We may call the Notes in whole, but not in part, on December 15, 2022 and December 15, 2027 with 10 business days prior written notice. All payments on the Notes are subject to our credit risk.
The Notes will not be listed on any U.S. securities exchange.
Investing in the Notes involves a number of risks. See “Risk Factors” beginning on page S-1 of the prospectus supplement dated January 8, 2016, “Additional Risk Factors Specific to the Notes” beginning on page PS-5 of the product prospectus supplement FIN-1 dated January 14, 2016 and “Additional Risk Factors” on page P-5 of this pricing supplement.
The Notes will not constitute deposits insured by the Canada Deposit Insurance Corporation, the U.S. Federal Deposit Insurance Corporation (the “FDIC”) or any other Canadian or U.S. government agency or instrumentality.
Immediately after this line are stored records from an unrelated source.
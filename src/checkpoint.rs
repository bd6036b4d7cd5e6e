//! Saving and restoring the position of a generator.

use std::fmt;
use std::str::FromStr;

use crate::{Error, SplitMix64};

/// A saved position in the stream of a [`SplitMix64`] generator.
///
/// A checkpoint is exactly the state of the generator. It formats as the decimal
/// representation of that state and can be parsed back from it, which makes it suitable for
/// storing in text formats that cannot represent every `u64` faithfully.
#[derive(Debug, Clone, Copy, PartialEq, Eq, Hash, PartialOrd, Ord)]
#[cfg_attr(
    feature = "serde",
    derive(serde::Serialize, serde::Deserialize),
    serde(transparent)
)]
pub struct Checkpoint(pub u64);

impl fmt::Display for Checkpoint {
    #[inline]
    fn fmt(&self, f: &mut fmt::Formatter<'_>) -> fmt::Result {
        fmt::Display::fmt(&self.0, f)
    }
}

impl FromStr for Checkpoint {
    type Err = Error;

    /// Parses a checkpoint from its decimal representation.
    ///
    /// Only ASCII digits are accepted: no sign, no whitespace, no prefix. The value must fit
    /// in a `u64`.
    fn from_str(s: &str) -> Result<Self, Self::Err> {
        if s.is_empty() || !s.bytes().all(|b| b.is_ascii_digit()) {
            return Err(Error::InvalidCheckpoint);
        }

        s.parse().map(Self).map_err(|_| Error::InvalidCheckpoint)
    }
}

impl From<Checkpoint> for u64 {
    #[inline]
    fn from(checkpoint: Checkpoint) -> Self {
        checkpoint.0
    }
}

impl SplitMix64 {
    /// Saves the current position of the stream.
    #[inline]
    pub fn checkpoint(&self) -> Checkpoint {
        Checkpoint(self.state())
    }

    /// Moves the stream back (or forward) to a saved position.
    #[inline]
    pub fn restore(&mut self, checkpoint: Checkpoint) {
        self.reseed(checkpoint.0);
    }
}

impl From<Checkpoint> for SplitMix64 {
    #[inline]
    fn from(checkpoint: Checkpoint) -> Self {
        Self::new(checkpoint.0)
    }
}
/// The golden-ratio increment added to the state on every draw.
///
/// This is `2^64 / φ` rounded to the nearest odd integer, which makes the additive sequence
/// visit every 64-bit value before repeating.
pub const GOLDEN_GAMMA: u64 = 0x9e37_79b9_7f4a_7c15;

/// The multiplier of the first mixing round.
pub const MIX_MUL_1: u64 = 0xbf58_476d_1ce4_e5b9;

/// The multiplier of the second mixing round.
pub const MIX_MUL_2: u64 = 0x94d0_49bb_1331_11eb;

/// The stateless form of the [SplitMix64] algorithm.
///
/// Returns the output a generator whose state is `st` would produce on its next draw. The
/// state of that generator after the draw is `st.wrapping_add(GOLDEN_GAMMA)`.
///
/// [SplitMix64]: http://prng.di.unimi.it/splitmix64.c
#[inline]
pub fn splitmix64(st: u64) -> u64 {
    mix64(st.wrapping_add(GOLDEN_GAMMA))
}

/// The output function of SplitMix64, a bijective finalizer over 64-bit integers.
///
/// All shifts are logical and all multiplications wrap modulo `2^64`.
#[inline]
pub fn mix64(mut z: u64) -> u64 {
    z = (z ^ (z >> 30)).wrapping_mul(MIX_MUL_1);
    z = (z ^ (z >> 27)).wrapping_mul(MIX_MUL_2);
    z ^ (z >> 31)
}
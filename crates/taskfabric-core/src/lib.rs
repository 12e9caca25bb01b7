//! # taskfabric-core
//!
//! Core types for the taskfabric task-level dataflow runtime.
//!
//! taskfabric expresses pipelined, parallel computations as a static graph
//! of long-running tasks connected by bounded FIFO streams, in the style of
//! spatial-accelerator designs (systolic arrays, stencil pipelines,
//! switching networks) executed on general-purpose hardware for simulation
//! and functional verification.
//!
//! ## Core abstractions
//!
//! - [`Stream`] — bounded single-producer/single-consumer FIFO with an
//!   end-of-transmission marker, operated through [`ReadEnd`]/[`WriteEnd`]
//! - [`StreamBundle`] — compile-time-sized array of independent streams
//! - [`Mmap`] / [`MmapArray`] — borrowed memory views with pointer-like
//!   element access and zero-copy reinterpretation
//! - [`AsyncMmap`] — memory exposed through five streams and a resident
//!   service task
//! - [`task`] / [`parallel`] — chainable scopes that invoke children and
//!   join them on exit, scheduled cooperatively on a single thread
//!
//! ## Example
//!
//! ```ignore
//! use taskfabric_core::prelude::*;
//!
//! async fn add(a: ReadEnd<f32>, b: ReadEnd<f32>, c: WriteEnd<f32>, n: u64) {
//!     for _ in 0..n {
//!         c.write(a.read().await + b.read().await).await;
//!     }
//! }
//!
//! let a = Stream::<f32, 2>::new("a");
//! let b = Stream::<f32, 2>::new("b");
//! let c = Stream::<f32, 2>::new("c");
//! task()
//!     .invoke(producer, (&a, n))
//!     .invoke(producer, (&b, n))
//!     .invoke(add, (&a, &b, &c, n))
//!     .invoke(consumer, (&c, n));
//! ```

#![warn(missing_docs)]
#![warn(clippy::all)]
#![deny(unsafe_op_in_unsafe_fn)]

pub mod async_mmap;
pub mod bundle;
pub mod error;
pub mod mmap;
pub mod scheduler;
pub mod scope;
pub mod stream;
pub mod util;
pub mod vector;

/// Prelude module for convenient imports.
pub mod prelude {
    pub use crate::async_mmap::AsyncMmap;
    pub use crate::bundle::{ReadEnds, StreamBundle, WriteEnds};
    pub use crate::error::{Error, Result};
    pub use crate::mmap::{Mmap, MmapArray};
    pub use crate::scheduler::{yield_now, Config, Mode, TaskState};
    pub use crate::scope::{parallel, task, Runtime, Scope, Seq};
    pub use crate::stream::{ReadEnd, Stream, WriteEnd};
    pub use crate::util::{neither_eot, none_eot, not_eot, Packet};
    pub use crate::vector::Vector;
}

// Re-exports for convenience
pub use async_mmap::AsyncMmap;
pub use bundle::{ReadEnds, StreamBundle, WriteEnds};
pub use error::{Error, Result};
pub use mmap::{Mmap, MmapArray};
pub use scheduler::{yield_now, Config, Mode, TaskState};
pub use scope::{parallel, task, ArgInto, InvokeCx, Runtime, Scope, ScopeJoin, Seq, TaskFactory};
pub use stream::{ReadEnd, Stream, WriteEnd};
pub use util::{neither_eot, none_eot, not_eot, round_up, round_up_div, Packet};
pub use vector::Vector;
Neither the Securities and Exchange Commission (the “SEC”) nor any state securities commission has approved or disapproved of these securities or determined that this pricing supplement is truthful or complete. Any representation to the contrary is a criminal offense.
RBC Capital Markets, LLC has offered the Notes at varying public offering prices related to prevailing market prices, and will purchase the Notes from us on the Issue Date at a purchase price that is 99.50% of the principal amount. See “Supplemental Plan of Distribution (Conflicts of Interest)” on page P-5 below.
To the extent that the total aggregate principal amount of the Notes being offered by this pricing supplement is not purchased by investors in the offering, one or more of our affiliates may purchase the unsold portion. However, our affiliates will not purchase more than 15% of the principal amount of the Notes.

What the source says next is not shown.